After performing some routine checks, maintenance determined that production was operating the line at a speed higher than what the clutch was designed for in order to meet production goals. The unfortunate part was that being inside an enclosure did not allow heat to dissipate quickly enough from the clutch itself. So, the customer wanted to know how EXAIR products might be able to help them with this heat dissipation issue.
Once I had an understanding of the application and the nature of the problem, I guided the customer to utilize model 120022 (2” Super Air Amplifier). The clutch housing became so hot that they could not touch it with bare hands. That established the fact that the temperature of the housing already had the established temperature differential that was needed. All we needed to do was to provide a flood of room temperature air into this enclosure and also direct it at the clutch’s friction surface to quickly dissipate that heat.
You might ask why the customer didn’t opt to use fans.
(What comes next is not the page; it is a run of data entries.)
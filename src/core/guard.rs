use crate::utils::error::{Result, RoadmapError};
use std::collections::HashSet;
use std::sync::{Arc, Mutex};

/// Callers that currently have a roadmap request in flight.
///
/// This only suppresses duplicate submissions; the pipeline does not depend on it.
#[derive(Debug, Clone, Default)]
pub struct InFlightRegistry {
    callers: Arc<Mutex<HashSet<String>>>,
}

impl InFlightRegistry {
    pub fn new() -> Self {
        Self::default()
    }

    pub fn try_begin(&self, caller: &str) -> Result<InFlightGuard> {
        let mut callers = self
            .callers
            .lock()
            .unwrap_or_else(|poisoned| poisoned.into_inner());
        if !callers.insert(caller.to_string()) {
            return Err(RoadmapError::AlreadyInProgress {
                caller: caller.to_string(),
            });
        }
        Ok(InFlightGuard {
            callers: Arc::clone(&self.callers),
            caller: caller.to_string(),
        })
    }
}

/// Clears the caller's in-flight flag when dropped.
#[derive(Debug)]
pub struct InFlightGuard {
    callers: Arc<Mutex<HashSet<String>>>,
    caller: String,
}

impl Drop for InFlightGuard {
    fn drop(&mut self) {
        let mut callers = self
            .callers
            .lock()
            .unwrap_or_else(|poisoned| poisoned.into_inner());
        callers.remove(&self.caller);
    }
}

#[cfg(test)]
mod tests {
    use super::*;

    #[test]
    fn test_duplicate_submission_rejected_until_released() {
        let registry = InFlightRegistry::new();

        let guard = registry.try_begin("alice").unwrap();
        assert!(matches!(
            registry.try_begin("alice"),
            Err(RoadmapError::AlreadyInProgress { .. })
        ));

        // Other callers are unaffected.
        let _bob = registry.try_begin("bob").unwrap();

        drop(guard);
        assert!(registry.try_begin("alice").is_ok());
    }
}
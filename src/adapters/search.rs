use crate::core::pipeline::MAX_SEARCH_RESULTS;
use crate::domain::model::SearchResult;
use crate::domain::ports::{ConfigProvider, SearchGateway, SearchRequest};
use crate::utils::error::{Result, RoadmapError};
use async_trait::async_trait;
use reqwest::Client;
use serde::Deserialize;

pub const GOOGLE_CUSTOM_SEARCH_ENDPOINT: &str = "https://www.googleapis.com/customsearch/v1";

#[derive(Debug, Deserialize)]
struct SearchResponse {
    #[serde(default)]
    items: Vec<SearchItem>,
}

#[derive(Debug, Deserialize)]
struct SearchItem {
    #[serde(default)]
    title: String,
    snippet: Option<String>,
    link: String,
}

#[derive(Debug, Deserialize)]
struct ErrorResponse {
    error: ErrorBody,
}

#[derive(Debug, Deserialize)]
struct ErrorBody {
    message: String,
}

/// Google Custom Search JSON API client.
pub struct GoogleSearchGateway {
    client: Client,
    endpoint: String,
    api_key: String,
    engine_id: String,
}

impl GoogleSearchGateway {
    pub fn new(
        endpoint: impl Into<String>,
        api_key: impl Into<String>,
        engine_id: impl Into<String>,
    ) -> Self {
        Self {
            client: Client::new(),
            endpoint: endpoint.into(),
            api_key: api_key.into(),
            engine_id: engine_id.into(),
        }
    }

    pub fn from_config<C: ConfigProvider>(config: &C) -> Self {
        Self::new(
            config.search_endpoint(),
            config.search_api_key(),
            config.search_engine_id(),
        )
    }
}

#[async_trait]
impl SearchGateway for GoogleSearchGateway {
    async fn search(&self, request: &SearchRequest) -> Result<Vec<SearchResult>> {
        let num = request.num.clamp(1, MAX_SEARCH_RESULTS);
        tracing::debug!("Making search request to: {} (num={})", self.endpoint, num);

        let response = self
            .client
            .get(&self.endpoint)
            .query(&[
                ("key", self.api_key.as_str()),
                ("cx", self.engine_id.as_str()),
                ("q", request.query.as_str()),
            ])
            .query(&[("num", num)])
            .send()
            .await
            .map_err(|e| RoadmapError::upstream(None, e.to_string()))?;

        let status = response.status();
        tracing::debug!("Search API response status: {}", status);

        let body = response
            .text()
            .await
            .map_err(|e| RoadmapError::upstream(Some(status.as_u16()), e.to_string()))?;

        if !status.is_success() {
            let message = serde_json::from_str::<ErrorResponse>(&body)
                .map(|e| e.error.message)
                .unwrap_or(body);
            return Err(RoadmapError::upstream(Some(status.as_u16()), message));
        }

        let parsed: SearchResponse = serde_json::from_str(&body).map_err(|e| {
            RoadmapError::upstream(
                Some(status.as_u16()),
                format!("malformed search response: {}", e),
            )
        })?;

        Ok(parsed
            .items
            .into_iter()
            .take(num)
            .map(|item| SearchResult::new(item.title, item.snippet, item.link))
            .collect())
    }
}

#[cfg(test)]
mod tests {
    use super::*;
    use crate::domain::model::FALLBACK_SNIPPET;
    use httpmock::prelude::*;

    fn request(query: &str) -> SearchRequest {
        SearchRequest {
            query: query.to_string(),
            num: 10,
        }
    }

    #[tokio::test]
    async fn test_search_maps_items_in_order() {
        let server = MockServer::start();
        let api_mock = server.mock(|when, then| {
            when.method(GET)
                .path("/customsearch/v1")
                .query_param("key", "test-key")
                .query_param("cx", "engine-1")
                .query_param("q", "Rust tutorial course learn")
                .query_param("num", "10");
            then.status(200)
                .header("Content-Type", "application/json")
                .json_body(serde_json::json!({
                    "items": [
                        {"title": "The Rust Book", "snippet": "Learn Rust", "link": "https://doc.rust-lang.org/book/"},
                        {"title": "Rust on YouTube", "link": "https://youtube.com/watch?v=1"}
                    ]
                }));
        });

        let gateway = GoogleSearchGateway::new(server.url("/customsearch/v1"), "test-key", "engine-1");
        let results = gateway.search(&request("Rust tutorial course learn")).await.unwrap();

        api_mock.assert();
        assert_eq!(results.len(), 2);
        assert_eq!(results[0].title, "The Rust Book");
        assert_eq!(results[0].snippet, "Learn Rust");
        assert_eq!(results[1].snippet, FALLBACK_SNIPPET);
        assert_eq!(results[1].link, "https://youtube.com/watch?v=1");
    }

    #[tokio::test]
    async fn test_missing_items_is_empty_list() {
        let server = MockServer::start();
        server.mock(|when, then| {
            when.method(GET).path("/customsearch/v1");
            then.status(200)
                .header("Content-Type", "application/json")
                .json_body(serde_json::json!({"searchInformation": {"totalResults": "0"}}));
        });

        let gateway = GoogleSearchGateway::new(server.url("/customsearch/v1"), "k", "cx");
        let results = gateway.search(&request("nothing")).await.unwrap();
        assert!(results.is_empty());
    }

    #[tokio::test]
    async fn test_provider_error_reports_status_and_message() {
        let server = MockServer::start();
        server.mock(|when, then| {
            when.method(GET).path("/customsearch/v1");
            then.status(403)
                .header("Content-Type", "application/json")
                .json_body(serde_json::json!({
                    "error": {"code": 403, "message": "Daily Limit Exceeded"}
                }));
        });

        let gateway = GoogleSearchGateway::new(server.url("/customsearch/v1"), "k", "cx");
        let err = gateway.search(&request("rust")).await.unwrap_err();

        match err {
            RoadmapError::Upstream { status, message } => {
                assert_eq!(status, Some(403));
                assert_eq!(message, "Daily Limit Exceeded");
            }
            other => panic!("unexpected error: {:?}", other),
        }
    }

    #[tokio::test]
    async fn test_results_capped_at_request_count() {
        let server = MockServer::start();
        let items: Vec<_> = (0..12)
            .map(|i| serde_json::json!({"title": format!("R{}", i), "snippet": "s", "link": format!("https://e.com/{}", i)}))
            .collect();
        server.mock(|when, then| {
            when.method(GET).path("/customsearch/v1");
            then.status(200).json_body(serde_json::json!({ "items": items }));
        });

        let gateway = GoogleSearchGateway::new(server.url("/customsearch/v1"), "k", "cx");
        let results = gateway
            .search(&SearchRequest {
                query: "rust".to_string(),
                num: 3,
            })
            .await
            .unwrap();

        assert_eq!(results.len(), 3);
        assert_eq!(results[2].title, "R2");
    }
}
The reason is that fans were not sufficient enough to drop the temperature of the clutch during periods of extreme operation. The clutch housing actually needed to be doused with a high velocity airflow that was non-turbulent in nature. This is precisely the kind of airflow that exits the Super Air Amplifier. Because it is laminar (non-turbulent), 100% of the air volume will be directed to impact the target surface. With fans, you do not get that and thus an overall reduction in cooling effectiveness when compared to an Air Amplifier. Also, an Air Amplifier uses only a small volume of air to induce a much larger flow of ambient air to perform the cooling task.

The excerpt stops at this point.